Muito filosófico e existencialista, este romance relata a vida de um jovem professor do liceu (ao que parece o alter-ego do autor) que, tendo perdido o pai há pouco tempo, se perde em reflexões sobre o sentido da vida, acabando por nelas envolver uma série de outras pessoas.
Apesar do tema pesado e de uma dose substancial de tragédia, não achei “Aparição” um livro triste nem deprimente, contendo mesmo algumas passagens bastante animadoras.
Às vezes ponho-me a pensar no caso dos meus filhos. Eles são seres independentes, sentem-se a si próprios sem ligações com nada, como nós nos sentimos em relação aos nossos pais. Ainda que se pareçam connosco, que tenham os nossos tiques, eles não o sabem, não o entendem. Mas eu vejo-os de mim para eles e sinto que alguma coisa de mim está neles, que alguma coisa me pertence. A minha vida é única, é um “milagre”, como tu dizes. O nada absoluto da morte atordoa. Mas eu sei que para além de mim há a vida e que a vida não morre.
Mas sobretudo, a escrita é muito bonita e dá prazer ler, só mesmo por isso: Regresso a férias pela primeira vez, depois que o meu pai morreu. Natal. Possivelmente não haverá ceia este ano. Para mim não faz diferença: estou eu e aquilo que me povoa. A evidência da vida não é a imediata realidade mas o que a transcende e estremece na memória. A minha memória está cheia.
Ou então porque algumas passagens refletem a minha própria experiência.
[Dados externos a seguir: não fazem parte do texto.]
//! Guild dispatcher.
//!
//! `VoiceToolGuild` owns an ordered list of behaviors and routes each event to
//! every behavior that implements the matching capability. Behaviors run one
//! after another in registration order. A behavior that fails, or does not finish
//! within the handler timeout, is logged and the remaining behaviors still run;
//! failures are never reported back to Discord.
//!
//! A dispatcher is built per event and thrown away afterwards. Role and channel
//! lookups therefore always see current platform state, at the cost of a few
//! extra API requests. If that ever matters, a cache keyed by guild ID needs
//! explicit invalidation on role and channel updates.

use std::future::Future;
use std::time::Duration;

use crate::data::discord::GuildApi;
use crate::error::AppError;
use crate::model::discord::{ChatMessage, GuildChannelInfo, GuildMember};
use crate::service::behavior::{
    Behavior, BehaviorMessageExport, BehaviorStaticMessage, BehaviorStatsChannel,
    BehaviorVoiceRole,
};
use crate::util::clock::Clock;

/// Upper bound for a single behavior handler call.
pub const HANDLER_TIMEOUT: Duration = Duration::from_secs(30);

/// Which behaviors handled an event and which of them failed.
#[derive(Debug, Default, Clone, PartialEq, Eq)]
pub struct DispatchReport {
    /// Behaviors whose handler was invoked, in order.
    pub invoked: Vec<&'static str>,
    /// Behaviors whose handler returned an error or timed out.
    pub failed: Vec<&'static str>,
}

impl DispatchReport {
    fn merge(&mut self, other: DispatchReport) {
        self.invoked.extend(other.invoked);
        self.failed.extend(other.failed);
    }
}

pub struct VoiceToolGuild<'a> {
    behaviors: Vec<Box<dyn Behavior + 'a>>,
    handler_timeout: Duration,
}

impl<'a> VoiceToolGuild<'a> {
    /// Builds the dispatcher with the standard behaviors in their fixed order:
    /// voice role, stats channel, static message, message export.
    pub fn new(guild: &'a dyn GuildApi, clock: &'a dyn Clock) -> Self {
        Self::with_behaviors(vec![
            Box::new(BehaviorVoiceRole::new(guild)),
            Box::new(BehaviorStatsChannel::new(guild, clock)),
            Box::new(BehaviorStaticMessage::new(guild)),
            Box::new(BehaviorMessageExport::new(guild)),
        ])
    }

    pub fn with_behaviors(behaviors: Vec<Box<dyn Behavior + 'a>>) -> Self {
        Self {
            behaviors,
            handler_timeout: HANDLER_TIMEOUT,
        }
    }

    #[cfg(test)]
    pub fn with_handler_timeout(mut self, handler_timeout: Duration) -> Self {
        self.handler_timeout = handler_timeout;
        self
    }

    #[cfg(test)]
    pub fn behavior_names(&self) -> Vec<&'static str> {
        self.behaviors.iter().map(|b| b.name()).collect()
    }

    /// Handles a voice state transition between two channels.
    ///
    /// Transitions that stay in the same channel (mute, deafen, streaming) are
    /// ignored. A move between channels is a leave of the old channel followed by
    /// a join of the new one.
    pub async fn voice_state_changed(
        &self,
        member: &GuildMember,
        before: Option<&GuildChannelInfo>,
        after: Option<&GuildChannelInfo>,
    ) -> DispatchReport {
        let mut report = DispatchReport::default();

        if let (Some(before), Some(after)) = (before, after) {
            if before.id == after.id {
                return report;
            }
        }

        if let Some(channel) = before {
            report.merge(self.voice_leave(member, channel).await);
        }

        if let Some(channel) = after {
            report.merge(self.voice_join(member, channel).await);
        }

        report
    }

    pub async fn voice_leave(
        &self,
        member: &GuildMember,
        channel: &GuildChannelInfo,
    ) -> DispatchReport {
        let mut report = DispatchReport::default();

        for behavior in &self.behaviors {
            let Some(handler) = behavior.voice_leave() else {
                continue;
            };

            self.run(
                &mut report,
                behavior.name(),
                handler.on_voice_leave(member, channel),
            )
            .await;
        }

        report
    }

    pub async fn voice_join(
        &self,
        member: &GuildMember,
        channel: &GuildChannelInfo,
    ) -> DispatchReport {
        let mut report = DispatchReport::default();

        for behavior in &self.behaviors {
            let Some(handler) = behavior.voice_join() else {
                continue;
            };

            self.run(
                &mut report,
                behavior.name(),
                handler.on_voice_join(member, channel),
            )
            .await;
        }

        report
    }

    pub async fn message(&self, message: &ChatMessage) -> DispatchReport {
        let mut report = DispatchReport::default();

        for behavior in &self.behaviors {
            let Some(handler) = behavior.message() else {
                continue;
            };

            self.run(&mut report, behavior.name(), handler.on_message(message))
                .await;
        }

        report
    }

    /// Runs one handler call inside the failure isolation boundary.
    async fn run<F>(&self, report: &mut DispatchReport, behavior: &'static str, call: F)
    where
        F: Future<Output = Result<(), AppError>>,
    {
        report.invoked.push(behavior);

        let result = match tokio::time::timeout(self.handler_timeout, call).await {
            Ok(result) => result,
            Err(_) => Err(AppError::Timeout {
                behavior,
                elapsed: self.handler_timeout,
            }),
        };

        if let Err(e) = result {
            tracing::error!("Behavior {} failed: {}", behavior, e);
            report.failed.push(behavior);
        }
    }
}
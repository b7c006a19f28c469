//! Discord guild role domain model.

use serenity::all::{Permissions, Role, RoleId};

/// Role within a guild as seen by the behaviors.
#[derive(Debug, Clone, PartialEq)]
pub struct GuildRole {
    /// Discord role ID.
    pub id: RoleId,
    /// Role display name, matched exactly by name-based lookups.
    pub name: String,
    /// Guild-level permissions granted by the role.
    pub permissions: Permissions,
}

impl GuildRole {
    #[cfg(test)]
    pub fn new(id: RoleId, name: impl Into<String>) -> Self {
        Self {
            id,
            name: name.into(),
            permissions: Permissions::empty(),
        }
    }

    /// Finds the first role with exactly the given name.
    ///
    /// Discord allows several roles to share a name; the first one in listing
    /// order wins and the rest are ignored.
    pub fn find_by_name<'a>(roles: &'a [GuildRole], name: &str) -> Option<&'a GuildRole> {
        roles.iter().find(|role| role.name == name)
    }
}

impl From<&Role> for GuildRole {
    fn from(role: &Role) -> Self {
        Self {
            id: role.id,
            name: role.name.clone(),
            permissions: role.permissions,
        }
    }
}
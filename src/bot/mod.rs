//! Discord bot integration.
//!
//! Connects to the Discord gateway with serenity and forwards voice state and
//! message events to a freshly built [`crate::service::guild::VoiceToolGuild`].
//! Connection lifecycle events are only logged.
//!
//! # Gateway Intents
//!
//! The bot requires the following gateway intents:
//! - `GUILDS` - Guild, role and channel availability
//! - `GUILD_VOICE_STATES` - Voice channel joins, leaves and moves
//! - `GUILD_MESSAGES` - Messages posted in guild channels
//! - `MESSAGE_CONTENT` - Message content for the `-static` and `-export` commands
//!   (privileged intent)
//!
//! Note: `MESSAGE_CONTENT` is a privileged intent and must be explicitly enabled
//! in the Discord Developer Portal for the bot application.

pub mod handler;
pub mod start;
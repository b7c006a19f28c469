//! Test factory for creating Serenity Message objects.

use serenity::all::Message;

use super::user_json;

/// Creates a test Serenity Message.
///
/// # Arguments
/// - `message_id` - Discord message ID (snowflake)
/// - `channel_id` - Channel the message was posted in
/// - `author_id` - Author's user ID
/// - `content` - Raw message content
/// - `reply_to` - ID of the message this one replies to, if any
///
/// # Panics
/// - If the JSON cannot be deserialized into a Message (indicates invalid test data)
///
/// # Examples
///
/// ```rust,ignore
/// use test_utils::serenity::message::create_test_message;
///
/// let original = create_test_message(100, 5, 42, "-static hello", None);
/// let reply = create_test_message(101, 5, 42, "-export", Some(100));
/// ```
pub fn create_test_message(
    message_id: u64,
    channel_id: u64,
    author_id: u64,
    content: &str,
    reply_to: Option<u64>,
) -> Message {
    let reference = reply_to.map(|id| {
        serde_json::json!({
            "message_id": id.to_string(),
            "channel_id": channel_id.to_string(),
        })
    });

    serde_json::from_value(serde_json::json!({
        "id": message_id.to_string(),
        "channel_id": channel_id.to_string(),
        "author": user_json(author_id, "author", false),
        "content": content,
        "timestamp": "2024-01-15T12:00:00.000000+00:00",
        "edited_timestamp": null,
        "tts": false,
        "mention_everyone": false,
        "mentions": [],
        "mention_roles": [],
        "attachments": [],
        "embeds": [],
        "pinned": false,
        "type": if reply_to.is_some() { 19 } else { 0 },
        "flags": 0,
        "message_reference": reference,
        "components": [],
    }))
    .expect("Failed to create test message - invalid JSON structure")
}

/// Creates a test Serenity Message that mentions the given users.
///
/// # Panics
/// - If the JSON cannot be deserialized into a Message (indicates invalid test data)
pub fn create_test_message_with_mentions(
    message_id: u64,
    channel_id: u64,
    author_id: u64,
    content: &str,
    mentioned_user_ids: &[u64],
) -> Message {
    let mut message = create_test_message(message_id, channel_id, author_id, content, None);
    message.mentions = mentioned_user_ids
        .iter()
        .map(|id| {
            serde_json::from_value(user_json(*id, "mentioned", false))
                .expect("Failed to create test user - invalid JSON structure")
        })
        .collect();
    message
}
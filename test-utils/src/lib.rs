//! Voicetools Test Utils
//!
//! Provides shared testing utilities for the voicetools bot. The bot converts
//! serenity API objects into its own domain models at the data layer boundary;
//! the factories here build those serenity objects the same way serenity does,
//! by deserializing the JSON Discord's API would return.
//!
//! # Usage
//!
//! ```rust,ignore
//! use test_utils::serenity::{create_test_message, create_test_role};
//!
//! #[test]
//! fn converts_message() {
//!     let message = create_test_message(1, 2, 3, "hello", None);
//!     // Convert and assert...
//! }
//! ```

pub mod serenity;
use thiserror::Error;

#[derive(Error, Debug)]
pub enum ConfigError {
    /// Required environment variable is not set.
    ///
    /// The bot requires this environment variable to be defined, either in the
    /// process environment or in a `.env` file next to the binary.
    #[error("Missing required environment variable: {0}")]
    MissingEnvVar(String),

    /// Environment variable is set but holds no usable value.
    #[error("Environment variable {0} is empty")]
    EmptyEnvVar(String),
}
Esta, por exemplo relata de forma bastante fiel o que senti durante umas arrumações que fiz nas últimas férias em casa dos meus avós: Subitamente, no meio da confusão da livralhada, descubro o álbum da tia Dulce. (…) É um álbum velho, pesado como o tempo. (…) As folhas cartonadas só se passam devagar; e em cada face de folha, só um ou dois retratos. Vida efémera. Tão breve. (…) Cerro os olhos e sei de novo que toda esta gente morreu. Mas o que mais me perturba é pensar que o rasto dessa gente está suspenso de mim. Porque eu tenho ainda uma pequena notícia da sua vida, o eco apagado do que foi a massa complexa do seu ser e sentir. (…) Mas de muitos retratos já nada sei. São esses que eu fito com mais angústia. (…) Que medos, que sonhos, que virtudes lhes inventaram a vida em eternidade? (…) Frágeis fios destas imagens amarelecidas, convergindo para mim, para a minha memória cansada, presos do futuro por uma breve referência, uma nota, uma etiqueta. Terei um filho talvez. Eu lhe contarei o que sei de vós. Mas ele o esquecerá talvez, ou o filho do meu filho, ou o filho do filho do meu filho. Então aparecereis num recanto do sótão, absurdos, incríveis, inquietantes, com uma face a falar ainda, como o olhar de um cão que nos fita, nos procura, e que o silêncio de permeio e que um vidro de permeio separam irremediavelmente de nós. Mas agora ainda estais vivos, ainda alguém, eu, aqui, silencioso nesta casa solitária, vos liga à vida que freme para lá destes muros (...). Sede vivos neste instante infinitesimal em que vos fito e vos sei um nada do vosso convulso e rico e inverosímil milagre.
Uma boa leitura, que só não me encheu as medidas porque em certas partes me pareceu arrastar-se / repetir-se um pouco e alguns diálogos me pareceram um tanto artificiais.